■ **Your task**
As an exercise, copy out the entries exactly as written.

(Collected data)

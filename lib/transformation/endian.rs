use crate::analysis::get_symbols;
use crate::expr::{Expr, ExprPool, ExprRef};
use crate::names::NameGenerator;
use crate::options::{Options, SwapRange};
use crate::transformation::{rewrite, RewriteCache, Renamer};
use crate::Error;
use log::debug;

/// Mirrors reads of packet bytes within fixed header ranges.
///
/// A read of the packet symbol at a constant index inside one of the swap
/// ranges is replaced with a read at the index mirrored around the middle
/// of that range. Reads outside every range are kept.
#[derive(Clone, Debug)]
pub struct EndiannessSwapper {
    packet_symbol: String,
    ranges: Vec<SwapRange>,
    swapped: bool,
}

impl EndiannessSwapper {
    pub fn new(options: &Options) -> EndiannessSwapper {
        EndiannessSwapper {
            packet_symbol: options.packet_symbol().to_string(),
            ranges: options.swap_ranges().to_vec(),
            swapped: false,
        }
    }

    /// Returns true if the last call to `swap` replaced any read.
    pub fn has_swapped(&self) -> bool {
        self.swapped
    }

    /// Swap the packet byte reads of `expr`.
    ///
    /// The packet symbol is first renamed to a fresh name from `names`, so
    /// reads already swapped are never mistaken for reads still to swap,
    /// and renamed back once the swap is done.
    pub fn swap(
        &mut self,
        pool: &mut ExprPool,
        expr: ExprRef,
        names: &mut NameGenerator,
    ) -> Result<ExprRef, Error> {
        self.swapped = false;

        let symbols = get_symbols(pool, expr);
        let mut temporary = names.generate(&self.packet_symbol);
        while symbols.contains(&temporary) {
            temporary = names.generate(&self.packet_symbol);
        }
        let mut renamer = Renamer::new();
        renamer.add_translation(self.packet_symbol.clone(), temporary.clone());
        let renamed = renamer.rename(pool, expr)?;

        let ranges = &self.ranges;
        let swapped = &mut self.swapped;
        let mut cache = RewriteCache::default();
        let result = rewrite(pool, renamed, &mut cache, &mut |pool, e| {
            let (array, index) = match *pool.get(e) {
                Expr::Read { array, index } => (array, index),
                _ => return Ok(None),
            };
            if pool.array(array).name() != temporary {
                return Ok(None);
            }
            let (value, bits) = match pool.get(index).constant() {
                Some(constant) => match constant.value_u64() {
                    Some(value) => (value, constant.bits()),
                    None => return Ok(None),
                },
                None => return Ok(None),
            };
            let range = match ranges.iter().find(|range| range.contains(value)) {
                Some(range) => range,
                None => return Ok(None),
            };
            let mirrored = pool.constant(range.mirror(value), bits);
            *swapped = true;
            pool.read(array, mirrored).map(Some)
        })?;

        let mut renamer = Renamer::new();
        renamer.add_translation(temporary, self.packet_symbol.clone());
        let result = renamer.rename(pool, result)?;

        debug!(
            "swapped endianness of {} into {}, changed: {}",
            expr, result, self.swapped
        );
        Ok(result)
    }
}

/// Swap the packet byte reads of `expr` with the ranges of `options`.
pub fn swap_endianness(
    pool: &mut ExprPool,
    expr: ExprRef,
    options: &Options,
    names: &mut NameGenerator,
) -> Result<ExprRef, Error> {
    EndiannessSwapper::new(options).swap(pool, expr, names)
}

#[cfg(test)]
mod tests {
    use super::*;
    use crate::expr::{Array, BinaryOp};

    fn packet_read(pool: &mut ExprPool, index: u64) -> ExprRef {
        let packet = pool.add_array(Array::new("packet_chunks", 128));
        pool.read_at(packet, index).unwrap()
    }

    #[test]
    fn indices_mirror_within_ranges() {
        let options = Options::default();
        let mut names = NameGenerator::new();
        let mut pool = ExprPool::new();
        let mut swapper = EndiannessSwapper::new(&options);

        for (index, expected) in [(0, 5), (5, 0), (7, 10), (55, 54), (83, 82)] {
            let read = packet_read(&mut pool, index);
            let swapped = swapper.swap(&mut pool, read, &mut names).unwrap();
            assert!(swapper.has_swapped());
            assert_eq!(pool.read_constant_index(swapped), Some(expected));
            assert_eq!(pool.read_array(swapped).unwrap().name(), "packet_chunks");
        }

        let read = packet_read(&mut pool, 40);
        let swapped = swapper.swap(&mut pool, read, &mut names).unwrap();
        assert!(!swapper.has_swapped());
        assert!(pool.structurally_equal(swapped, read));
        assert_eq!(pool.read_constant_index(swapped), Some(40));
    }

    #[test]
    fn swapping_twice_restores_the_expression() {
        let options = Options::default();
        let mut names = NameGenerator::new();
        let mut pool = ExprPool::new();
        let packet = pool.add_array(Array::new("packet_chunks", 128));
        let mac = pool.read_lsb(packet, 0, 6).unwrap();
        let port = pool.read_lsb(packet, 82, 2).unwrap();
        let port = pool.zext(port, 48).unwrap();
        let expr = pool.binary(BinaryOp::Xor, mac, port).unwrap();

        let once = swap_endianness(&mut pool, expr, &options, &mut names).unwrap();
        assert!(!pool.structurally_equal(once, expr));
        let twice = swap_endianness(&mut pool, once, &options, &mut names).unwrap();
        assert!(pool.structurally_equal(twice, expr));
    }

    #[test]
    fn other_symbols_are_untouched() {
        let options = Options::default();
        let mut names = NameGenerator::new();
        let mut pool = ExprPool::new();
        let device = pool.add_array(Array::new("DEVICE", 4));
        let read = pool.read_at(device, 0).unwrap();
        let mut swapper = EndiannessSwapper::new(&options);
        let swapped = swapper.swap(&mut pool, read, &mut names).unwrap();
        assert_eq!(swapped, read);
        assert!(!swapper.has_swapped());
    }

    #[test]
    fn roots_named_like_temporaries_are_untouched() {
        let options = Options::default();
        let mut names = NameGenerator::new();
        let mut pool = ExprPool::new();
        let lookalike = pool.add_array(Array::new("packet_chunks__0", 8));
        let other = pool.read_at(lookalike, 0).unwrap();
        let packet = packet_read(&mut pool, 6);
        let expr = pool.concat(other, packet).unwrap();

        let mut swapper = EndiannessSwapper::new(&options);
        let swapped = swapper.swap(&mut pool, expr, &mut names).unwrap();
        assert!(swapper.has_swapped());
        let (lhs, rhs) = match *pool.get(swapped) {
            Expr::Concat(lhs, rhs) => (lhs, rhs),
            ref other => panic!("unexpected {:?}", other),
        };
        assert_eq!(pool.read_array(lhs).unwrap().name(), "packet_chunks__0");
        assert_eq!(pool.read_constant_index(lhs), Some(0));
        assert_eq!(pool.read_array(rhs).unwrap().name(), "packet_chunks");
        assert_eq!(pool.read_constant_index(rhs), Some(11));
    }
}
//! Classification of bitvector expressions and retrieval of their symbols.
//!
//! Every other part of this crate queries these. Nothing here rewrites an
//! expression; the only side effects are oracle queries, and the constants
//! `is_constant` adds to the pool to pose them.

mod classify;
mod symbols;

pub use self::classify::*;
pub use self::symbols::*;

■ **Solution**
filename lib/transformation/endian.rs
use crate::analysis::get_symbols;
use crate::expr::{Expr, ExprPool, ExprRef};
use crate::names::NameGenerator;
use crate::options::{Options, SwapRange};
use crate::transformation::{rewrite, RewriteCache, Renamer};
use crate::Error;
use log::debug;

/// Mirrors reads of packet bytes within fixed header ranges.
///
/// A read of the packet symbol at a constant index inside one of the swap
/// ranges is replaced with a read at the index mirrored around the middle
/// of that range. Reads outside every range are kept.
#[derive(Clone, Debug)]
pub struct EndiannessSwapper {
    packet_symbol: String,
    ranges: Vec<SwapRange>,
    swapped: bool,
}

impl EndiannessSwapper {
    pub fn new(options: &Options) -> EndiannessSwapper {
        EndiannessSwapper {
            packet_symbol: options.packet_symbol().to_string(),
            ranges: options.swap_ranges().to_vec(),
            swapped: false,
        }
    }

    /// Returns true if the last call to `swap` replaced any read.
    pub fn has_swapped(&self) -> bool {
        self.swapped
    }

    /// Swap the packet byte reads of `expr`.
    ///
    /// The packet symbol is first renamed to a fresh name from `names`, so
    /// reads already swapped are never mistaken for reads still to swap,
    /// and renamed back once the swap is done.
    pub fn swap(
        &mut self,
        pool: &mut ExprPool,
        expr: ExprRef,
        names: &mut NameGenerator,
    ) -> Result<ExprRef, Error> {
        self.swapped = false;

        let symbols = get_symbols(pool, expr);
        let mut temporary = names.generate(&self.packet_symbol);
        while symbols.contains(&temporary) {
            temporary = names.generate(&self.packet_symbol);
        }
        let mut renamer = Renamer::new();
        renamer.add_translation(self.packet_symbol.clone(), temporary.clone());
        let renamed = renamer.rename(pool, expr)?;

        let ranges = &self.ranges;
        let swapped = &mut self.swapped;
        let mut cache = RewriteCache::default();
        let result = rewrite(pool, renamed, &mut cache, &mut |pool, e| {
            let (array, index) = match *pool.get(e) {
                Expr::Read { array, index } => (array, index),
                _ => return Ok(None),
            };
            if pool.array(array).name() != temporary {
                return Ok(None);
            }
            let (value, bits) = match pool.get(index).constant() {
                Some(constant) => match constant.value_u64() {
                    Some(value) => (value, constant.bits()),
                    None => return Ok(None),
                },
                None => return Ok(None),
            };
            let range = match ranges.iter().find(|range| range.contains(value)) {
                Some(range) => range,
                None => return Ok(None),
            };
            let mirrored = pool.constant(range.mirror(value), bits);
            *swapped = true;
            pool.read(array, mirrored).map(Some)
        })?;

        let mut renamer = Renamer::new();
        renamer.add_translation(temporary, self.packet_symbol.clone());
        let result = renamer.rename(pool, result)?;

        debug!(
            "swapped endianness of {} into {}, changed: {}",
            expr, result, self.swapped
        );
        Ok(result)
    }
}

/// Swap the packet byte reads of `expr` with the ranges of `options`.
pub fn swap_endianness(
    pool: &mut ExprPool,
    expr: ExprRef,
    options: &Options,
    names: &mut NameGenerator,
) -> Result<ExprRef, Error> {
    EndiannessSwapper::new(options).swap(pool, expr, names)
}

#[cfg(test)]
mod tests {
    use super::*;
    use crate::expr::{Array, BinaryOp};

    fn packet_read(pool: &mut ExprPool, index: u64) -> ExprRef {
        let packet = pool.add_array(Array::new("packet_chunks", 128));
        pool.read_at(packet, index).unwrap()
    }

    #[test]
    fn indices_mirror_within_ranges() {
        let options = Options::default();
        let mut names = NameGenerator::new();
        let mut pool = ExprPool::new();
        let mut swapper = EndiannessSwapper::new(&options);

        for (index, expected) in [(0, 5), (5, 0), (7, 10), (55, 54), (83, 82)] {
            let read = packet_read(&mut pool, index);
            let swapped = swapper.swap(&mut pool, read, &mut names).unwrap();
            assert!(swapper.has_swapped());
            assert_eq!(pool.read_constant_index(swapped), Some(expected));
            assert_eq!(pool.read_array(swapped).unwrap().name(), "packet_chunks");
        }

        let read = packet_read(&mut pool, 40);
        let swapped = swapper.swap(&mut pool, read, &mut names).unwrap();
        assert!(!swapper.has_swapped());
        assert!(pool.structurally_equal(swapped, read));
        assert_eq!(pool.read_constant_index(swapped), Some(40));
    }

    #[test]
    fn swapping_twice_restores_the_expression() {
        let options = Options::default();
        let mut names = NameGenerator::new();
        let mut pool = ExprPool::new();
        let packet = pool.add_array(Array::new("packet_chunks", 128));
        let mac = pool.read_lsb(packet, 0, 6).unwrap();
        let port = pool.read_lsb(packet, 82, 2).unwrap();
        let port = pool.zext(port, 48).unwrap();
        let expr = pool.binary(BinaryOp::Xor, mac, port).unwrap();

        let once = swap_endianness(&mut pool, expr, &options, &mut names).unwrap();
        assert!(!pool.structurally_equal(once, expr));
        let twice = swap_endianness(&mut pool, once, &options, &mut names).unwrap();
        assert!(pool.structurally_equal(twice, expr));
    }

    #[test]
    fn other_symbols_are_untouched() {
        let options = Options::default();
        let mut names = NameGenerator::new();
        let mut pool = ExprPool::new();
        let device = pool.add_array(Array::new("DEVICE", 4));
        let read = pool.read_at(device, 0).unwrap();
        let mut swapper = EndiannessSwapper::new(&options);
        let swapped = swapper.swap(&mut pool, read, &mut names).unwrap();
        assert_eq!(swapped, read);
        assert!(!swapper.has_swapped());
    }

    #[test]
    fn roots_named_like_temporaries_are_untouched() {
        let options = Options::default();
        let mut names = NameGenerator::new();
        let mut pool = ExprPool::new();
        let lookalike = pool.add_array(Array::new("packet_chunks__0", 8));
        let other = pool.read_at(lookalike, 0).unwrap();
        let packet = packet_read(&mut pool, 6);
        let expr = pool.concat(other, packet).unwrap();

        let mut swapper = EndiannessSwapper::new(&options);
        let swapped = swapper.swap(&mut pool, expr, &mut names).unwrap();
        assert!(swapper.has_swapped());
        let (lhs, rhs) = match *pool.get(swapped) {
            Expr::Concat(lhs, rhs) => (lhs, rhs),
            ref other => panic!("unexpected {:?}", other),
        };
        assert_eq!(pool.read_array(lhs).unwrap().name(), "packet_chunks__0");
        assert_eq!(pool.read_constant_index(lhs), Some(0));
        assert_eq!(pool.read_array(rhs).unwrap().name(), "packet_chunks");
        assert_eq!(pool.read_constant_index(rhs), Some(11));
    }
}
//! Classification of bitvector expressions and retrieval of their symbols.
//!
//! Every other part of this crate queries these. Nothing here rewrites an
//! expression; the only side effects are oracle queries, and the constants
//! `is_constant` adds to the pool to pose them.

mod classify;
mod symbols;

pub use self::classify::*;
pub use self::symbols::*;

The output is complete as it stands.